Bibliographic record
Abstract
AIM: Nocturnal home haemodialysis (NHHD) was started in Hong Kong in 2006. The experience of 1 year of NHHD with an alternate night schedule in two local centres is reported. METHODS: The clinical parameters of 14 patients who had completed 1 year of NHHD were retrospectively analyzed. All patients were receiving an alternate night schedule (3.5 sessions/week) for 6-8 h/session. RESULTS: After 1 year of NHHD, haemoglobin levels increased from 9.6±1.6 g/dL before NHHD to 11.4±2.2 g/dL (P<0.05) despite a reduction in erythropoietin dose requirement from 120.6±44.3 to 59.4±74.6 U/kg/week (P<0.05). Four patients (29%) were able to stop taking erythropoietin after NHHD. Serum phosphate levels reduced from 2.33±0.41 to 1.59±0.29 mmol/L (P<0.01) and calcium phosphate product decreased from 5.29±0.96 to 3.74±0.90 mmol2/L2 (P<0.01). Phosphate binder dose was greatly reduced and eight patients (67%) were able to stop taking phosphate binders. The number of antihypertensive medications tended to reduced from 2.5±1.3 to 1.6±1.5 (P=0.067) with four patients (29%) able to stop antihypertensives.
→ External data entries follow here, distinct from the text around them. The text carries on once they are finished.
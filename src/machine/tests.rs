//! Unit tests for machine and installation records.

use super::*;
use rstest::{fixture, rstest};

#[fixture]
fn machine() -> MachineDetails {
    MachineDetails {
        machine_id: String::from("srv-1"),
        public_address: Some(String::from("203.0.113.10")),
        private_address: Some(String::from("10.0.0.10")),
        username: String::from("root"),
        credential: Some(Credential::KeyFile(Utf8PathBuf::from("/keys/id"))),
        remote_directory: String::new(),
        file_transfer: FileTransferMode::Sftp,
        remote_execution: RemoteExecutionMode::Ssh,
        agent_running: false,
        agent_installed: false,
        location_id: None,
        template_name: String::from("SMALL"),
    }
}

#[fixture]
fn template() -> InstallationTemplate {
    InstallationTemplate {
        template_name: String::from("SMALL"),
        locator: String::from("10.0.0.10,10.0.0.11"),
        zones: vec![String::from("management")],
        local_directory: Utf8PathBuf::from("/upload"),
        remote_directory: String::from("/opt/stratus"),
        management_only_files: BTreeSet::from([String::from("keys.pem")]),
        cluster_descriptor: Some(Utf8PathBuf::from("/upload/cluster-descriptor.toml")),
        install_source_url: String::from("https://example.com/stratus.tar.gz"),
        bootstrap_script: String::from("bootstrap-management.sh"),
        ..InstallationTemplate::default()
    }
}

#[rstest]
fn seed_details_keep_descriptor_and_full_bundle(
    machine: MachineDetails,
    template: InstallationTemplate,
) {
    let details = template.details_for(
        &machine,
        InstallRole::Seed {
            no_web_services: true,
        },
    );

    assert!(details.management);
    assert!(details.no_web_services);
    assert!(details.exclusions.is_empty());
    assert_eq!(
        details.cluster_descriptor.as_deref(),
        Some(camino::Utf8Path::new("/upload/cluster-descriptor.toml"))
    );
    assert_eq!(details.remote_directory, "/opt/stratus");
    assert_eq!(details.machine_id, "srv-1");
}

#[rstest]
fn agent_details_withhold_management_files(
    machine: MachineDetails,
    template: InstallationTemplate,
) {
    let details = template.details_for(&machine, InstallRole::Agent);

    assert!(!details.management);
    assert!(details.exclusions.contains("keys.pem"));
    assert!(details.cluster_descriptor.is_none());
}

#[rstest]
fn every_install_gets_a_fresh_reservation(
    machine: MachineDetails,
    template: InstallationTemplate,
) {
    let first = template.details_for(&machine, InstallRole::Agent);
    let second = template.details_for(&machine, InstallRole::Agent);

    assert_ne!(first.reservation_id, second.reservation_id);
}

#[rstest]
fn empty_locator_defaults_to_private_address(
    machine: MachineDetails,
    mut template: InstallationTemplate,
) {
    template.locator = String::new();
    let details = template.details_for(&machine, InstallRole::Agent);

    assert_eq!(details.locator, "10.0.0.10");
}

#[rstest]
fn machine_remote_directory_overrides_template(
    mut machine: MachineDetails,
    template: InstallationTemplate,
) {
    machine.remote_directory = String::from("/srv/agent");
    let details = template.details_for(&machine, InstallRole::Agent);

    assert_eq!(details.remote_directory, "/srv/agent");
}

#[rstest]
#[case(false, false, Some("203.0.113.10"), Some("203.0.113.10"))]
#[case(true, false, Some("10.0.0.10"), Some("203.0.113.10"))]
#[case(false, true, Some("203.0.113.10"), Some("10.0.0.10"))]
fn connect_and_bind_addresses_follow_flags(
    machine: MachineDetails,
    template: InstallationTemplate,
    #[case] connect_private: bool,
    #[case] bind_private: bool,
    #[case] connect: Option<&str>,
    #[case] bind: Option<&str>,
) {
    let mut details = template.details_for(&machine, InstallRole::Agent);
    details.connect_via_private_ip = connect_private;
    details.bind_to_private_ip = bind_private;

    assert_eq!(details.connect_host(), connect);
    assert_eq!(details.machine_ip(), bind);
}

#[rstest]
fn address_falls_back_to_the_other_network(mut machine: MachineDetails) {
    machine.private_address = None;

    assert_eq!(machine.address(true), Some("203.0.113.10"));
    assert_eq!(machine.host_label(), "203.0.113.10");
}

#[test]
fn password_is_redacted_in_debug_output() {
    let rendered = format!("{:?}", Credential::Password(String::from("hunter2")));

    assert!(!rendered.contains("hunter2"), "rendered: {rendered}");
}

#[test]
fn cifs_probes_the_smb_port() {
    assert_eq!(FileTransferMode::Cifs.port(), CIFS_PORT);
    assert_eq!(FileTransferMode::Sftp.port(), SSH_PORT);
}
//! Provider seam used by the generic driver.
//!
//! A [`ComputeService`] knows how to talk to one cloud API. The generic
//! driver owns naming, retries, readiness polling and cleanup on top of it.

use std::future::Future;
use std::pin::Pin;

use thiserror::Error;

/// Future returned by compute service operations.
pub type ComputeFuture<'a, T> = Pin<Box<dyn Future<Output = Result<T, ComputeError>> + Send + 'a>>;

/// Lifecycle state of a provider node.
#[derive(Clone, Copy, Debug, Eq, PartialEq)]
pub enum NodeState {
    /// Being created or booting.
    Pending,
    /// Booted and reachable.
    Running,
    /// Powered off but still allocated.
    Stopped,
    /// Destroyed or being destroyed.
    Terminated,
    /// Failed on the provider side.
    Error,
    /// Any state the provider reports that has no mapping.
    Unknown,
}

impl NodeState {
    /// Returns `true` for states a management rediscovery treats as live.
    #[must_use]
    pub const fn is_live(self) -> bool {
        matches!(self, Self::Pending | Self::Running)
    }
}

/// Provider node as seen by the generic driver.
#[derive(Clone, Debug, Eq, PartialEq)]
pub struct NodeSummary {
    /// Provider identifier.
    pub id: String,
    /// Server name.
    pub name: String,
    /// Lifecycle state.
    pub state: NodeState,
    /// Public address, when assigned.
    pub public_ip: Option<String>,
    /// Private address, when assigned.
    pub private_ip: Option<String>,
    /// Zone or location identifier.
    pub location: Option<String>,
}

impl NodeSummary {
    /// Returns `true` when either address equals `ip`.
    #[must_use]
    pub fn has_address(&self, ip: &str) -> bool {
        self.public_ip.as_deref() == Some(ip) || self.private_ip.as_deref() == Some(ip)
    }
}

/// Parameters for a single node creation.
#[derive(Clone, Debug, Eq, PartialEq)]
pub struct NodeRequest {
    /// Server name.
    pub name: String,
    /// Image identifier or label.
    pub image: String,
    /// Hardware (flavour) identifier.
    pub hardware: String,
    /// Zone or location identifier, when the template names one.
    pub location: Option<String>,
    /// Group the server is tagged with.
    pub group: String,
}

/// Errors raised by compute services.
#[derive(Clone, Debug, Error, Eq, PartialEq)]
pub enum ComputeError {
    /// Raised when the provider has not yet propagated a fresh security
    /// group. The generic driver retries this one.
    #[error("The security group {group} does not exist yet")]
    SecurityGroupNotReady {
        /// Security group named by the provider.
        group: String,
    },
    /// Raised when a node id is unknown to the provider.
    #[error("node {id} not found")]
    NotFound {
        /// Provider identifier.
        id: String,
    },
    /// Wrapper for any other provider failure.
    #[error("provider error: {message}")]
    Provider {
        /// Provider message.
        message: String,
    },
}

impl ComputeError {
    /// Returns `true` for the transient security group error.
    ///
    /// Providers that only report a message are recognised by its wording.
    #[must_use]
    pub fn is_security_group_not_ready(&self) -> bool {
        match self {
            Self::SecurityGroupNotReady { .. } => true,
            Self::Provider { message } => {
                message.contains("The security group") && message.contains("does not exist")
            }
            Self::NotFound { .. } => false,
        }
    }
}

/// Minimal interface a cloud API exposes to the generic driver.
pub trait ComputeService: Send + Sync {
    /// Creates a node and returns it in whatever state the provider reports.
    fn create_node<'a>(&'a self, request: &'a NodeRequest) -> ComputeFuture<'a, NodeSummary>;

    /// Fetches a node, or `None` when it no longer exists.
    fn get_node<'a>(&'a self, id: &'a str) -> ComputeFuture<'a, Option<NodeSummary>>;

    /// Lists every node the service manages.
    fn list_nodes(&self) -> ComputeFuture<'_, Vec<NodeSummary>>;

    /// Requests destruction of a node.
    fn destroy_node<'a>(&'a self, id: &'a str) -> ComputeFuture<'a, ()>;

    /// Releases connections. Safe to call more than once.
    fn close(&self) -> ComputeFuture<'_, ()>;

    /// Tells the service which location the configured template targets.
    fn register_location(&self, _location: &str) {}
}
Left ventricular mass index decreased from 186±62 to 168±60 g/m2 (P=0.463) although this was not statistically significant. Weekly spKt/V during conventional haemodialysis was 3.63±0.95 while that during NHHD was three times higher at 11.09±6.44 (P<0.01). The quality of life indexes also showed improvement. CONCLUSION: This 1 year experience of alternate night NHHD demonstrates benefits in terms of anaemia control, erythropoietin requirement, serum phosphate and calcium phosphate product reduction, blood pressure control, haemodialysis adequacy and quality of life. NHHD with an alternate night schedule is a promising dialytic therapy for patients receiving chronic haemodialysis in this locality.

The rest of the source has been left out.